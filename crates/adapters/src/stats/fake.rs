// SPDX-License-Identifier: BUSL-1.1
// Copyright (c) 2026 Alfred Jean LLC

//! Call-recording stats sink for tests.

use super::StatsSink;
use parking_lot::Mutex;
use std::collections::BTreeMap;
use std::sync::Arc;

/// One recorded `emit` call.
#[derive(Debug, Clone, PartialEq, Eq)]
pub struct StatsSnapshot {
    pub tags: BTreeMap<String, String>,
    pub counters: BTreeMap<String, String>,
}

#[derive(Clone, Default)]
pub struct FakeStatsSink {
    snapshots: Arc<Mutex<Vec<StatsSnapshot>>>,
}

impl FakeStatsSink {
    pub fn new() -> Self {
        Self::default()
    }

    pub fn snapshots(&self) -> Vec<StatsSnapshot> {
        self.snapshots.lock().clone()
    }
}

impl StatsSink for FakeStatsSink {
    fn emit(&self, tags: &BTreeMap<String, String>, counters: &BTreeMap<String, String>) {
        self.snapshots.lock().push(StatsSnapshot {
            tags: tags.clone(),
            counters: counters.clone(),
        });
    }
}

#[cfg(test)]
#[path = "fake_tests.rs"]
mod tests;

************

→ **WHAT IS EXPECTED**
The lines above, from the start of the records through the one containing "use std::sync::Arc;", are to be printed exactly, and nothing else is to be included.

→ **RESPONSE TO THIS EXERCISE**
filename crates/adapters/src/stats/fake.rs
// SPDX-License-Identifier: BUSL-1.1
// Copyright (c) 2026 Alfred Jean LLC

//! Call-recording stats sink for tests.

use super::StatsSink;
use parking_lot::Mutex;
use std::collections::BTreeMap;
use std::sync::Arc;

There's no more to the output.